* **WHAT THE EXERCISE ASKS**
Check each line of the records for "created"; collect those that have it.

(INPUT)

impl LiveRelay {
    /// Create an idle relay
    pub fn new(camera: impl Into<String>, config: RelayConfig) -> Arc<Self> {
        let (events, _) = broadcast::channel(config.event_capacity.max(1));

        Arc::new(Self {
            camera: camera.into(),
            config,
            token: OnceLock::new(),
            sink_path: OnceLock::new(),
            phase: watch::channel(RelayPhase::Idle).0,
            status: watch::channel(RelayStatus::Pending).0,
            stream_name: watch::channel(None).0,
            sink_len: watch::channel(0).0,
            stats: watch::channel(RelayStats::new()).0,
            events,
        })
    }

    /// Start streaming `stream_name` on a background task.
    ///
    /// The relay stops when `cancel` (or [`stop`](Self::stop)) fires.
    pub fn start(
        self: &Arc<Self>,
        stream_name: impl Into<String>,
        cancel: &CancellationToken,
    ) -> Result<()> {
        let token = cancel.child_token();
        if self.token.set(token.clone()).is_err() {
            tracing::warn!(camera = %self.camera, "Relay already started, ignoring start");
            return Err(Error::AlreadyStarted);
        }

        let stream_name = stream_name.into();
        tracing::info!(camera = %self.camera, stream = %stream_name, "Starting live relay");

        self.stats.send_modify(|s| s.started_at = Some(Instant::now()));
        self.set_phase(RelayPhase::Connecting);
        self.spawn_watchdog(token.clone());

        let relay = Arc::clone(self);
        tokio::spawn(async move { relay.run(stream_name, token).await });

        Ok(())
    }

    /// Stop the relay. Cleanup finishes on the relay task.
    pub fn stop(&self) {
        self.token.get_or_init(CancellationToken::new).cancel();

        // never started, so no task will run the cleanup path
        let was_idle = self.phase.send_if_modified(|phase| {
            if *phase == RelayPhase::Idle {
                *phase = RelayPhase::Closed;
                true
            } else {
                false
            }
        });
        if was_idle {
            self.settle_stopped();
        }
    }

    /// Wait for the startup outcome: the sink path, or the error that ended
    /// the relay before (or after) data arrived.
    pub async fn ready(&self) -> Result<PathBuf> {
        let mut status = self.status.subscribe();
        let settled = status
            .wait_for(RelayStatus::is_settled)
            .await
            .map_err(|_| Error::Cancelled)?;

        match &*settled {
            RelayStatus::Ready(path) => Ok(path.clone()),
            RelayStatus::Failed(err) => Err(err.clone()),
            RelayStatus::Pending | RelayStatus::Stopped => Err(Error::Cancelled),
        }
    }

    /// Wait until the relay task has released the connection and sink
    pub async fn closed(&self) {
        let mut phase = self.phase.subscribe();
        let _ = phase.wait_for(|p| *p == RelayPhase::Closed).await;
    }

    /// Subscribe to fragment and error notifications
    pub fn subscribe(&self) -> broadcast::Receiver<RelayEvent> {
        self.events.subscribe()
    }

    /// Watch the number of bytes written to the sink
    pub fn watch_sink_len(&self) -> watch::Receiver<u64> {
        self.sink_len.subscribe()
    }

    /// Camera this relay serves
    pub fn camera(&self) -> &str {
        &self.camera
    }

    /// Stream name of the current (or last) connection attempt
    pub fn stream_name(&self) -> Option<String> {
        self.stream_name.borrow().clone()
    }

    /// Sink location, once the first fragment arrived
    pub fn sink_path(&self) -> Option<PathBuf> {
        self.sink_path.get().cloned()
    }

    /// Current phase
    pub fn phase(&self) -> RelayPhase {
        *self.phase.borrow()
    }

    /// Current status
    pub fn status(&self) -> RelayStatus {
        self.status.borrow().clone()
    }

    /// Whether the relay has ended (failed or stopped)
    pub fn is_terminated(&self) -> bool {
        self.status.borrow().is_terminated()
    }

    /// Snapshot of relay statistics
    pub fn stats(&self) -> RelayStats {
        self.stats.borrow().clone()
    }

    async fn run(self: Arc<Self>, stream_name: String, token: CancellationToken) {
        let mut sink = None;

        let outcome = tokio::select! {
            biased;
            _ = token.cancelled() => Error::Cancelled,
            err = self.pump(stream_name, &mut sink) => err,
        };

        if let Some(sink) = sink.take() {
            if let Err(e) = sink.finish().await {
                tracing::warn!(camera = %self.camera, error = %e, "Failed to close byte sink");
            }
        }

        match outcome {
            Error::Cancelled => self.settle_stopped(),
            err => self.fail(err),
        }

        // releases the watchdog
        token.cancel();
        self.set_phase(RelayPhase::Closed);

        let stats = self.stats();
        tracing::info!(
            camera = %self.camera,
            fragments = stats.fragments,
            bytes = stats.bytes_received,
            attempts = stats.attempts,
            "Live relay closed"
        );
    }

    /// Stream with fallback naming until a terminal error
    async fn pump(&self, initial: String, sink: &mut Option<ByteSink>) -> Error {
        let mut tried = HashSet::new();
        tried.insert(initial.clone());
        let mut name = initial;

        loop {
            self.stream_name.send_replace(Some(name.clone()));
            self.stats.send_modify(|s| s.attempts += 1);

            let err = match self.stream_once(&name, sink).await {
                Ok(()) => Error::Connection("stream closed by server".into()),
                Err(e) => e,
            };
            if !matches!(err, Error::StreamNotFound(_)) {
                return err;
            }

            match fallback_stream_name(&name) {
                Some(alternate) if tried.insert(alternate.clone()) => {
                    tracing::warn!(
                        camera = %self.camera,
                        stream = %name,
                        fallback = %alternate,
                        "Stream not found, retrying with fallback name"
                    );
                    self.set_phase(RelayPhase::Retrying);
                    name = alternate;
                }
                _ => return err,
            }
        }
    }

    /// One connection: connect, negotiate, stream until close or error
    async fn stream_once(&self, stream_name: &str, sink: &mut Option<ByteSink>) -> Result<()> {
        self.set_phase(RelayPhase::Connecting);

        let url = self.config.stream_url(stream_name)?;
        let mut request = url.as_str().into_client_request()?;
        if let Some(cookie) = &self.config.auth_cookie {
            let value = HeaderValue::from_str(cookie)
                .map_err(|e| Error::Connection(format!("invalid auth cookie: {e}")))?;
            request.headers_mut().insert(COOKIE, value);
        }

        tracing::debug!(camera = %self.camera, url = %url, "Connecting to stream");

        let timeout = self.config.connect_timeout;
        let (mut ws, _response) = tokio::time::timeout(timeout, connect_async(request))
            .await
            .map_err(|_| Error::Connection(format!("connect timed out after {timeout:?}")))??;

        self.set_phase(RelayPhase::Negotiating);
        let offer = ControlMessage::negotiate(self.config.codecs.as_slice()).to_json();
        ws.send(Message::Text(offer)).await?;

        self.set_phase(RelayPhase::Streaming);
        while let Some(message) = ws.next().await {
            match message? {
                Message::Binary(data) => self.on_fragment(&data, sink).await?,
                Message::Text(text) => self.on_control(stream_name, &text)?,
                Message::Close(frame) => {
                    tracing::debug!(camera = %self.camera, frame = ?frame, "Server closed stream");
                    break;
                }
                _ => {}
            }
        }

        Ok(())
    }

    fn on_control(&self, stream_name: &str, text: &str) -> Result<()> {
        match Control::parse(text) {
            Some(Control::StreamNotFound(message)) => {
                tracing::debug!(camera = %self.camera, stream = %stream_name, reason = %message, "Stream not found");
                Err(Error::StreamNotFound(stream_name.to_string()))
            }
            Some(Control::Error(message)) => {
                tracing::warn!(camera = %self.camera, error = %message, "Stream reported error");
                self.stats.send_modify(|s| s.errors += 1);
                let _ = self.events.send(RelayEvent::Error(message));
                Ok(())
            }
            Some(Control::Codecs(codecs)) => {
                tracing::debug!(camera = %self.camera, codecs = %codecs, "Server selected codecs");
                Ok(())
            }
            Some(Control::Other(message)) => {
                tracing::trace!(camera = %self.camera, kind = %message.kind, "Ignoring control message");
                Ok(())
            }
            None => {
                tracing::debug!(camera = %self.camera, len = text.len(), "Ignoring malformed control frame");
                Ok(())
            }
        }
    }

    async fn on_fragment(&self, data: &[u8], sink: &mut Option<ByteSink>) -> Result<()> {
        if data.is_empty() {
            return Ok(());
        }

        if sink.is_none() {
            let created = ByteSink::create(&self.config.sink_dir, &self.config.sink_extension).await?;
            let _ = self.sink_path.set(created.path().to_path_buf());
            *sink = Some(created);
        }
        let Some(sink) = sink.as_mut() else {
            return Ok(());
        };

        sink.append(data).await?;

        let len = data.len();
        self.sink_len.send_replace(sink.len());
        self.stats.send_modify(|s| s.on_fragment(len));

        let path = sink.path();
        let became_ready = self.status.send_if_modified(|status| {
            if matches!(status, RelayStatus::Pending) {
                *status = RelayStatus::Ready(path.to_path_buf());
                true
            } else {
                false
            }
        });
        if became_ready {
            tracing::info!(camera = %self.camera, path = %path.display(), "Live relay ready");
            let _ = self.events.send(RelayEvent::Ready(path.to_path_buf()));
        }

        let _ = self.events.send(RelayEvent::Fragment { len });
        Ok(())
    }

    /// First-fragment watchdog; fires at most once
    fn spawn_watchdog(self: &Arc<Self>, token: CancellationToken) {
        let relay = Arc::clone(self);
        let window = self.config.first_fragment_timeout;

        tokio::spawn(async move {
            tokio::select! {
                _ = token.cancelled() => {}
                _ = tokio::time::sleep(window) => {
                    if relay.stats.borrow().fragments == 0 {
                        tracing::warn!(
                            camera = %relay.camera,
                            timeout = ?window,
                            "No media before first-fragment timeout"
                        );
                        relay.fail(Error::Timeout(window));
                        token.cancel();
                    }
                }
            }
        });
    }

    fn set_phase(&self, next: RelayPhase) {
        self.phase.send_if_modified(|phase| {
            if !phase.can_transition(next) {
                return false;
            }
            tracing::trace!(camera = %self.camera, from = ?*phase, to = ?next, "Relay phase");
            *phase = next;
            true
        });
    }

    /// Record a terminal error unless the relay already ended
    fn fail(&self, err: Error) {
        let changed = self.status.send_if_modified(|status| {
            if status.is_terminated() {
                false
            } else {
                *status = RelayStatus::Failed(err.clone());
                true
            }
        });
        if changed {
            tracing::warn!(camera = %self.camera, error = %err, "Live relay failed");
            self.stats.send_modify(|s| s.errors += 1);
            let _ = self.events.send(RelayEvent::Failed(err));
        }
    }

    fn settle_stopped(&self) {
        self.status.send_if_modified(|status| {
            if status.is_terminated() {
                false
            } else {
                *status = RelayStatus::Stopped;
                true
            }
        });
    }
}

(End INPUT)

* **SOLUTION FOR THIS TASK**
            let created = ByteSink::create(&self.config.sink_dir, &self.config.sink_extension).await?;
            let _ = self.sink_path.set(created.path().to_path_buf());
            *sink = Some(created);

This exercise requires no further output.